Posted 2/25/08 10:44 PM
 

Juliet
Family is Complete!

Member since 5/05

5913 total posts

Name:
Juliet

Re: Do you feel you "owe" DC a sibling?

Don't worry, ladies. I plan on doing what is best for our family.

I think what bothered me (thus my post) is the idea that we, as parents, owe our children siblings. That's a big commitment to make for someone who might not WANT a sibling.Chat Icon

Posted 2/25/08 10:45 PM
 

michele31
LIF Adult

Member since 5/05

3372 total posts

Name:
Michele

Re: Do you feel you "owe" DC a sibling?

I owe my child(ren) a safe, loving home that they can grow up in and parents that love and care for him/her (them).

I do not believe you OWE a child a sibling. A silbing does not promise that you will have a friend for life or that they will "help" you when times are tough. I know plenty of people whose siblings are an emotional drain of them and that when times are tough, their siblings run the other way. And I know siblings who are best of friends. I am one of 5 (some different parents but in my eyes all the same) and honestly I don't feel like I have this huge support system at all.

I think people need to do what is right for their families- not what others want for their family. An only child can get A LOT of advantages. They get a lot of attention, they never feel obligated to ask their sister to be their MOH when their best friend really should be, they get to be the center of attention and for many, their education may have more focus in terms of savings and time because the parents don't have to "split" it w/anyone.

I have 2 children and may want a 3rd but that is MY decision. Not because it is what someone else saw for my family.

Posted 2/25/08 11:20 PM
 

Kerie-is-so-very
versatile!

Member since 5/05

13535 total posts

Name:
K

Re: Do you feel you "owe" DC a sibling?

The only thing I feel bad about is vacationing with an only child. Vacations are where I had the most fun with my own sister. That is my own guilt, though. I think it is absolutely WRONG of anyone to tell me to feel that way and I would probably tell someone off if they did.

Posted 2/25/08 11:28 PM
 

NS1976
My princess!

Member since 5/05

6548 total posts

Name:

Re: Do you feel you "owe" DC a sibling?

Honestly, I do kind of feel that way but would NEVER impose how I feel on someone else. I would never say that to another.

I feel that I owe Megan a sibling because I know what it was like to have siblings. I know what it is like to experience my sister and brother being my best friends. I know the sibling love that forms.

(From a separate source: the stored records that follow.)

// SPDX-License-Identifier: PMPL-1.0-or-later
// Copyright (c) 2026 Jonathan D.A. Jewell (hyperpolymath) <jonathan.jewell@open.ac.uk>
//
// Criterion benchmarks for the filter kernels and encoders in inkwash-image.
// Uses a 512x512 synthetic photo-like raster (smooth gradients plus a few
// hard-edged shapes) so the Sobel pass sees a realistic edge density.

use criterion::{Criterion, black_box, criterion_group, criterion_main};

use inkwash_core::{ExportSpec, ProcessMode, ProcessingRequest};
use inkwash_image::{Raster, apply_filter, encode};

// ---------------------------------------------------------------------------
// Fixtures
// ---------------------------------------------------------------------------

fn synthetic_photo(size: u32) -> Raster {
    let mut raster = Raster::transparent(size, size);
    for y in 0..size {
        for x in 0..size {
            let r = (x * 255 / size) as u8;
            let g = (y * 255 / size) as u8;
            let b = ((x + y) * 127 / size) as u8;
            let inside_box = (size / 4..size / 2).contains(&x) && (size / 3..size / 2).contains(&y);
            let px = if inside_box { [20, 20, 160, 255] } else { [r, g, b, 255] };
            raster.put_pixel(x, y, px);
        }
    }
    raster
}

// ---------------------------------------------------------------------------
// Benchmarks
// ---------------------------------------------------------------------------

fn bench_filters(c: &mut Criterion) {
    let source = synthetic_photo(512);

    for mode in ProcessMode::ALL {
        let request = ProcessingRequest::new(mode);
        c.bench_function(&format!("{} (512x512)", mode.slug()), |b| {
            b.iter(|| black_box(apply_filter(black_box(&source), &request)));
        });
    }
}

fn bench_encoders(c: &mut Criterion) {
    let source = synthetic_photo(512);
    let png = ExportSpec::png("bench");
    let jpeg = ExportSpec::jpeg("bench", 0.95);

    c.bench_function("encode png (512x512)", |b| {
        b.iter(|| black_box(encode(black_box(&source), &png)));
    });
    c.bench_function("encode jpeg q95 (512x512)", |b| {
        b.iter(|| black_box(encode(black_box(&source), &jpeg)));
    });
}

criterion_group!(benches, bench_filters, bench_encoders);
criterion_main!(benches);
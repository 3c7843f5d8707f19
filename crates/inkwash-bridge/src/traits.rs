// SPDX-License-Identifier: PMPL-1.0-or-later
// Copyright (c) 2026 Jonathan D.A. Jewell (hyperpolymath) <jonathan.jewell@open.ac.uk>
//
// Platform-agnostic trait definitions for native capabilities.
//
// The pixel pipeline itself is pure Rust. The two things it cannot do alone
// are decoding HEIC (no pure-Rust HEVC decoder) and handing a finished file
// to the platform's save/download mechanism.

use inkwash_core::error::Result;

/// Unified bridge that groups all native capabilities.
///
/// Shared across tasks, so implementations must be `Send + Sync`.
pub trait PlatformBridge: NativeHeicTranscode + NativeSaveFile + Send + Sync {
    /// Human-readable platform name (e.g. "Linux desktop").
    fn platform_name(&self) -> &str;
}

/// Convert HEIC/HEIF into a container the decoder understands.
pub trait NativeHeicTranscode {
    /// Transcode the HEIC bytes into PNG or JPEG bytes.
    ///
    /// Returns `PlatformUnavailable` when this platform has no converter.
    /// This call may block; run it off the async executor. Implementations
    /// that spawn a converter stop it after their configured timeout.
    fn transcode_heic(&self, heic: &[u8]) -> Result<Vec<u8>>;
}

/// Hand an exported image to the platform's save/download primitive.
pub trait NativeSaveFile {
    /// Save `bytes` under `file_name`. Returns where the file ended up
    /// (a path on desktop).
    fn save_file(&self, file_name: &str, bytes: &[u8], mime_type: &str) -> Result<String>;
}
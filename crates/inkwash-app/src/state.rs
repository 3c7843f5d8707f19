// SPDX-License-Identifier: PMPL-1.0-or-later
// Copyright (c) 2026 Jonathan D.A. Jewell (hyperpolymath) <jonathan.jewell@open.ac.uk>
//
// Global application state: reactive signals for the Dioxus UI.
//
// The editing session is the source of truth; this is a snapshot of it that
// pages refresh after every session call so Dioxus can re-render.

use inkwash_core::AppConfig;
use inkwash_core::human_errors::HumanError;
use inkwash_session::{SessionState, Settings};

use crate::services::app_services::AppServices;

/// Shared state accessible to all pages via `use_context`.
#[derive(Debug, Clone)]
pub struct AppState {
    /// Application settings (edited on the settings page).
    pub config: AppConfig,
    /// Lifecycle state of the editing session.
    pub session_state: SessionState,
    /// Current mode, threshold, and export choices.
    pub settings: Settings,
    /// `data:` URI of the untouched source, for the "before" pane.
    pub source_preview: Option<String>,
    /// `data:` URI of the newest result, for the "after" pane.
    pub result_preview: Option<String>,
    /// Source size in pixels.
    pub dimensions: Option<(u32, u32)>,
    /// True while a file is being read and decoded.
    pub loading: bool,
    /// Most recent failure, phrased for the user.
    pub error: Option<HumanError>,
    /// Status message for user feedback.
    pub status_message: Option<String>,
}

impl AppState {
    /// Create initial state from the backend services.
    pub fn new(svc: &AppServices) -> Self {
        let mut state = Self {
            config: svc.config(),
            session_state: SessionState::Empty,
            settings: svc.session().settings(),
            source_preview: None,
            result_preview: None,
            dimensions: None,
            loading: false,
            error: None,
            status_message: None,
        };
        state.refresh(svc);
        state
    }

    /// Pull the latest session snapshot.
    pub fn refresh(&mut self, svc: &AppServices) {
        let session = svc.session();
        self.session_state = session.state();
        self.settings = session.settings();
        self.source_preview = session.source_preview();
        self.result_preview = session.result().map(|r| r.preview_uri.clone());
        self.dimensions = session.source_dimensions();
        self.error = session.last_error();
    }

    pub fn busy(&self) -> bool {
        self.loading || self.session_state == SessionState::Processing
    }
}
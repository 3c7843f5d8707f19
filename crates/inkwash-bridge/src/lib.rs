// SPDX-License-Identifier: PMPL-1.0-or-later
// Copyright (c) 2026 Jonathan D.A. Jewell (hyperpolymath) <jonathan.jewell@open.ac.uk>

//! Inkwash: Native platform bridge abstractions.
//!
//! Defines the traits the processing session uses for capabilities that live
//! outside the pure-Rust pipeline (HEIC transcoding, saving downloads) and
//! returns the implementation for the current platform.

pub mod desktop;
pub mod traits;

use std::path::PathBuf;
use std::sync::Arc;
use std::time::Duration;

use inkwash_core::AppConfig;

pub use traits::{NativeHeicTranscode, NativeSaveFile, PlatformBridge};

/// Build the bridge implementation for the target operating system.
///
/// `download_dir` is where saved images land.
pub fn platform_bridge(config: &AppConfig, download_dir: PathBuf) -> Arc<dyn PlatformBridge> {
    Arc::new(
        desktop::DesktopBridge::new(config.heif_convert_command.clone(), download_dir)
            .with_timeout(Duration::from_secs(config.heic_timeout_secs)),
    )
}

I know that having them means the world to me and I cannot picture my life without either of them. With that said, I also know tons of only children and tons of people who have only one child. And they are perfectly happy and content. What works for one, may not work for another and vice versa.

My sister and and I are best friends. I would LOVE for Megan to have a little sister to grow up with. I would love for her to have the relationship with her sister that I have with mine. My brother and I have a relationship that cannot be put into words. I adore him with every fiber of my being and he is like a son to me (almost 12 years difference between us). On the other hand, my dh has two older sisters whom he doesnt get along with at all. My mom has a sister that I can honestly say she literally hates. Who knows what would come of it, you cannot plan everything...but going by my experiences, yes I feel that I do owe Megan a sibling...but in the same respect, as someone else said..I also feel that our family isnt totally complete and that I would LOVE to bring another child in my world.

Posted 2/25/08 11:31 PM
 

Janice
Sweet Jessie Quinn

Member since 5/05

27567 total posts

Name:
Janice

Re: Do you feel you "owe" DC a sibling?

My siblings are my favorite people other then Josh and Leo. All 6 of them, we have great bonds...they are my best friends.

I do think I owe Josh a sibling. It makes me feel better about the day that will come when he buries his last parent, that he will have a sibling by his side.

If for some reason, they don't speak or whatever, that would be their choice.